The Palestinian Al-Hayat al-Jadida daily quoted Abbas as bluntly issuing the following ultimatum when addressing a visiting Arab athletic delegation: “We told the present Israeli negotiators that if you want to go back on what was agreed with [former Israeli premier Ehud] Olmert, we will go back on our agreement for a land swap and so we will ask for all of the 1967 land as is.”

Elaborating further, Abbas claimed that Olmert at the time asked for territorial exchanges amounting to 6 percent of Judea and Samaria, while the Palestinians wouldn’t go beyond 1.9%.

According to another PA daily, Al-Quds, Abbas asserted that the current Americansponsored negotiations revolve around fixing borders and that “the Palestinian position is based on the understandings reached with Olmert.

However, the Israelis now want to scrap the understandings reached on borders with Olmert.” He threatened to resume unilateral initiatives at the UN.

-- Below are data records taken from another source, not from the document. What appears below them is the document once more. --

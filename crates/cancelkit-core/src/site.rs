use serde::{Deserialize, Serialize};
use time::OffsetDateTime;

pub type SiteId = u64;

#[derive(Debug, Clone, PartialEq, Eq, Deserialize, Serialize)]
pub struct Site {
    pub id: SiteId,
    pub domain: String,
    /// True when the site exists only to hold a registered domain.
    #[serde(default)]
    pub is_domain_only: bool,
    #[serde(default, with = "time::serde::rfc3339::option")]
    pub created_at: Option<OffsetDateTime>,
}
mod events;
mod flow;
mod ports;
mod removal;
mod submit;

pub use events::{
    CANCEL_FORM_CLOSE, CANCEL_FORM_START, CANCEL_FORM_STEP, CANCEL_FORM_SUBMIT,
    CANCELLATION_FLOW, PRECANCELLATION_CHAT_CLICK, TrackEvent,
};
pub use flow::{FlowError, FlowRequest, RemovalFlow};
pub use ports::{
    Analytics, Collaborators, ExperimentOracle, LegacySiteList, Navigator, NoticeOptions, Notices,
    PurchaseStore, SiteSelection, SiteStore, SurveyReceipt, SurveyTransport,
};
pub use removal::{PURCHASES_ROOT, RemovalOutcome, RemovalReport, success_notice};
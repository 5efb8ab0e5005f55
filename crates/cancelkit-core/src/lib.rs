pub mod buttons;
pub mod config;
pub mod eligibility;
pub mod purchase;
pub mod router;
pub mod site;
pub mod submission;
pub mod survey;
#[cfg(test)]
pub(crate) mod test_support;
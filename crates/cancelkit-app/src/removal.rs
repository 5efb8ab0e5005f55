use cancelkit_core::purchase::Purchase;
use cancelkit_core::site::Site;
use tracing::{debug, info, warn};

use crate::flow::RemovalFlow;
use crate::ports::NoticeOptions;

pub const PURCHASES_ROOT: &str = "/me/purchases";

#[derive(Debug, Clone, PartialEq, Eq)]
pub struct RemovalReport {
    pub notice: String,
    /// The removed domain was all the site had, so the site is gone too.
    pub site_deleted: bool,
}

#[derive(Debug, Clone, PartialEq, Eq)]
pub enum RemovalOutcome {
    Removed(RemovalReport),
    Failed { message: String },
    AlreadyRemoving,
}

pub fn success_notice(purchase: &Purchase, site: &Site) -> String {
    if purchase.is_domain_registration() {
        format!(
            "The domain {} was removed from your account.",
            purchase.product_name
        )
    } else {
        format!("{} was removed from {}.", purchase.product_name, site.domain)
    }
}

impl RemovalFlow {
    /// Confirms removal. The survey (when active) is sent on a detached task;
    /// the removal call is awaited here and never waits on the survey.
    ///
    /// Must be polled inside a tokio runtime: the survey task is started with
    /// `tokio::spawn`, which panics without one.
    pub async fn confirm_removal(&mut self) -> RemovalOutcome {
        if self.state.is_removing {
            debug!(purchase_id = self.purchase.id, "removal already in flight");
            return RemovalOutcome::AlreadyRemoving;
        }
        self.state.is_removing = true;

        if self.survey_active() {
            self.submit_survey();
        }

        let result = self
            .ports
            .purchases
            .remove_purchase(self.purchase.id, self.user_id)
            .await;
        match result {
            Ok(()) => self.complete_removal(),
            Err(error) => {
                warn!(
                    purchase_id = self.purchase.id,
                    error = %format!("{error:#}"),
                    "purchase removal failed"
                );
                self.fail_removal()
            }
        }
    }

    fn complete_removal(&mut self) -> RemovalOutcome {
        let site_deleted = self.cascade_site_deletion();

        let notice = success_notice(&self.purchase, &self.site);
        self.ports
            .notices
            .success(&notice, NoticeOptions { persistent: true });
        self.ports.navigator.navigate(PURCHASES_ROOT);

        info!(
            purchase_id = self.purchase.id,
            site_id = self.site.id,
            site_deleted,
            "purchase removed"
        );
        RemovalOutcome::Removed(RemovalReport {
            notice,
            site_deleted,
        })
    }

    /// Removing the domain of a domain-only site deletes the site. Both site
    /// stores are told, then the selection falls back to all sites.
    fn cascade_site_deletion(&self) -> bool {
        if !(self.purchase.is_domain_registration() && self.site.is_domain_only) {
            return false;
        }

        self.ports.legacy_sites.receive_deleted_site(&self.site);
        self.ports.sites.receive_deleted_site(&self.site);
        self.ports.selection.select_all_sites();
        info!(site_id = self.site.id, "domain-only site deleted with its domain");
        true
    }

    fn fail_removal(&mut self) -> RemovalOutcome {
        self.state.is_removing = false;
        self.close_dialog();

        // The store attaches the failure to the purchase record; an empty
        // message is shown when it did not.
        let message = self
            .ports
            .purchases
            .purchase(self.purchase.id)
            .and_then(|purchase| purchase.error)
            .or_else(|| self.purchase.error.clone())
            .unwrap_or_default();
        self.ports.notices.error(&message);

        RemovalOutcome::Failed { message }
    }
}
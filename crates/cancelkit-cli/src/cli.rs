use std::path::PathBuf;

use clap::{Args, Parser, Subcommand};

#[derive(Debug, Parser)]
#[command(name = "cancelkit")]
#[command(bin_name = "cancelkit")]
#[command(version)]
#[command(about = "Purchase removal flow: survey gating, removal and cascade")]
#[command(arg_required_else_help = true)]
pub struct Cli {
    #[arg(long, global = true, help = "Log flow decisions to stderr")]
    pub verbose: bool,
    #[command(subcommand)]
    pub command: Command,
}

#[derive(Debug, Subcommand)]
pub enum Command {
    #[command(about = "Show the resolved configuration")]
    Config,
    #[command(about = "Compute the survey length for a purchase")]
    Gate(GateArgs),
    #[command(about = "Run a removal scenario against in-memory collaborators")]
    Walk(WalkArgs),
}

#[derive(Debug, Args)]
pub struct GateArgs {
    #[arg(long, help = "Purchase is on the business tier")]
    pub business: bool,
    #[arg(long, help = "Answer to the first survey question")]
    pub first_answer: Option<String>,
    #[arg(long, help = "Concierge experiment variant")]
    pub variant: Option<String>,
}

#[derive(Debug, Args)]
pub struct WalkArgs {
    #[arg(help = "Scenario TOML file")]
    pub scenario: PathBuf,
}
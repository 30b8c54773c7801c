// Copyright 2026 the vega authors
// Distributed under the Boost Software License, Version 1.0. (See accompanying
// file LICENSE.txt or copy at http://www.boost.org/LICENSE_1_0.txt)

use std::collections::HashSet;
use std::sync::atomic::{AtomicUsize, Ordering};
use std::sync::{Arc, Mutex};
use std::thread::{self, ThreadId};
use std::time::{Duration, Instant};

use vega::{Promise, Scheduler, SchedulerHandle};

const TASK_DURATION: Duration = Duration::from_millis(500);
const N_TASKS: usize = 8;
const N_WORKERS: usize = 4;

fn cpu_task(
    current: &SchedulerHandle,
    task_id: i32,
    threads: Arc<Mutex<HashSet<ThreadId>>>,
    completed: Arc<AtomicUsize>,
) -> Promise<i32> {
    let hop = current.delay(Duration::ZERO);
    current.spawn(async move {
        // Yield once so the task is dispatched onto a worker.
        hop.await?;

        threads.lock().unwrap().insert(thread::current().id());
        thread::sleep(TASK_DURATION);
        completed.fetch_add(1, Ordering::SeqCst);
        Ok(task_id)
    })
}

#[test]
fn worker_pool_overlaps_independent_tasks() {
    let scheduler = Scheduler::new(N_WORKERS);
    let threads = Arc::new(Mutex::new(HashSet::new()));
    let completed = Arc::new(AtomicUsize::new(0));
    let started = Instant::now();

    let threads2 = threads.clone();
    let completed2 = completed.clone();
    scheduler.run_blocking(move || async move {
        let current = Scheduler::current().expect("inside run_blocking");

        let tasks: Vec<Promise<i32>> = (0..N_TASKS as i32)
            .map(|id| cpu_task(&current, id, threads2.clone(), completed2.clone()))
            .collect();

        for (id, task) in tasks.into_iter().enumerate() {
            assert_eq!(task.await?, id as i32);
        }
        Ok(())
    });

    let elapsed = started.elapsed();
    assert_eq!(completed.load(Ordering::SeqCst), N_TASKS);

    // Eight half-second tasks over four workers fit in two waves; one extra
    // wave of slack for dispatch latency.
    let deadline = TASK_DURATION * (N_TASKS / N_WORKERS + 1) as u32;
    assert!(elapsed <= deadline, "tasks did not run in parallel: {elapsed:?} > {deadline:?}");

    let distinct = threads.lock().unwrap().len();
    assert!(distinct > 1, "expected more than one worker thread, saw {distinct}");
}

#[test]
fn dropping_the_scheduler_joins_its_workers() {
    let scheduler = Scheduler::new(2);
    let hits = Arc::new(AtomicUsize::new(0));

    let h = hits.clone();
    scheduler.run_blocking(move || async move {
        let current = Scheduler::current().expect("inside run_blocking");
        let h2 = h.clone();
        current
            .spawn(async move {
                h2.fetch_add(1, Ordering::SeqCst);
                Ok(())
            })
            .await?;
        Ok(())
    });

    drop(scheduler);
    assert_eq!(hits.load(Ordering::SeqCst), 1);
}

Abbas was echoed by senior Fatah official Nabil Sha’ath, who told Ma’an News Agency that “Israel has not proposed anything so far. Since the talks resumed, Israel had showed no flexibility, with some Israeli negotiators even suggesting talks begin from scratch. The Israeli side does not recognize any of the agreements signed previously including Oslo and the road map plan which the Palestinian side has fully implemented.”

He added: “Israel wants the US to remain as its ally and not as a mediator in talks, which is why Israel opposes the presence of US envoy Martin Indyk during sessions.”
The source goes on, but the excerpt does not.